● **Entries provided**
════
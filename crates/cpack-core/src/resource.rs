//! # Resource Descriptions
//!
//! A `Resource` is a declarative description of one piece of desired
//! infrastructure: its provider type, its properties, its teardown policy,
//! and the set of resources that must be converged before it. Resources
//! serialize directly into entries of the template's `Resources` map.

use std::collections::BTreeSet;

use serde::{Deserialize, Serialize};
use serde_json::Value;

use crate::ids::LogicalId;

/// What the deployment engine does with a resource when its stack is
/// destroyed.
///
/// `Delete` removes the underlying infrastructure; `Retain` orphans it.
/// Containers with contents additionally need an auto-delete companion
/// resource before `Delete` can succeed; that pairing is the constructor's
/// responsibility, not this enum's.
#[derive(Debug, Clone, Copy, PartialEq, Eq, Serialize, Deserialize)]
pub enum DeletionPolicy {
    /// Remove the resource on stack teardown.
    Delete,
    /// Leave the resource in place on stack teardown.
    Retain,
}

impl DeletionPolicy {
    /// Returns the template-format string for this policy.
    pub fn as_str(&self) -> &'static str {
        match self {
            Self::Delete => "Delete",
            Self::Retain => "Retain",
        }
    }
}

impl std::fmt::Display for DeletionPolicy {
    fn fmt(&self, f: &mut std::fmt::Formatter<'_>) -> std::fmt::Result {
        f.write_str(self.as_str())
    }
}

/// Declarative description of a single infrastructure resource.
///
/// The `depends_on` set holds explicit ordering edges only. Implicit
/// ordering through intrinsic references is the engine's business; when an
/// ordering matters for correctness it must be declared here explicitly
/// (see the conformance-pack registration, which references the container
/// but must wait for the upload).
#[derive(Debug, Clone, PartialEq, Serialize, Deserialize)]
#[serde(rename_all = "PascalCase")]
pub struct Resource {
    /// Provider resource type, e.g. `AWS::S3::Bucket`.
    #[serde(rename = "Type")]
    resource_type: String,

    /// Resource properties as a JSON value tree. Intrinsic expressions
    /// (`Ref`, `Fn::GetAtt`, `Fn::Join`) appear as nested objects.
    #[serde(skip_serializing_if = "Value::is_null", default)]
    properties: Value,

    /// Explicit ordering edges: resources that must be converged first.
    #[serde(skip_serializing_if = "BTreeSet::is_empty", default)]
    depends_on: BTreeSet<LogicalId>,

    /// Teardown policy for the resource.
    #[serde(skip_serializing_if = "Option::is_none", default)]
    deletion_policy: Option<DeletionPolicy>,

    /// Policy applied when the engine must replace the resource on update.
    /// Always set alongside `deletion_policy` so replacement and teardown
    /// behave identically.
    #[serde(skip_serializing_if = "Option::is_none", default)]
    update_replace_policy: Option<DeletionPolicy>,
}

impl Resource {
    /// Describe a resource of the given provider type with the given
    /// properties.
    pub fn new(resource_type: impl Into<String>, properties: Value) -> Self {
        Self {
            resource_type: resource_type.into(),
            properties,
            depends_on: BTreeSet::new(),
            deletion_policy: None,
            update_replace_policy: None,
        }
    }

    /// Set the teardown policy. The update-replace policy is set to the
    /// same value so a replaced resource is never handled differently from
    /// a destroyed one.
    pub fn with_deletion_policy(mut self, policy: DeletionPolicy) -> Self {
        self.deletion_policy = Some(policy);
        self.update_replace_policy = Some(policy);
        self
    }

    /// The provider resource type.
    pub fn resource_type(&self) -> &str {
        &self.resource_type
    }

    /// The resource properties.
    pub fn properties(&self) -> &Value {
        &self.properties
    }

    /// Explicit ordering edges declared for this resource.
    pub fn depends_on(&self) -> &BTreeSet<LogicalId> {
        &self.depends_on
    }

    /// The teardown policy, if one was declared.
    pub fn deletion_policy(&self) -> Option<DeletionPolicy> {
        self.deletion_policy
    }

    /// The update-replace policy, if one was declared.
    pub fn update_replace_policy(&self) -> Option<DeletionPolicy> {
        self.update_replace_policy
    }

    pub(crate) fn add_depends_on(&mut self, id: LogicalId) {
        self.depends_on.insert(id);
    }
}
════
Lines with the string "Retain": pick each one out of the material and return it.

/// `Delete` removes the underlying infrastructure; `Retain` orphans it.
    Retain,
            Self::Retain => "Retain",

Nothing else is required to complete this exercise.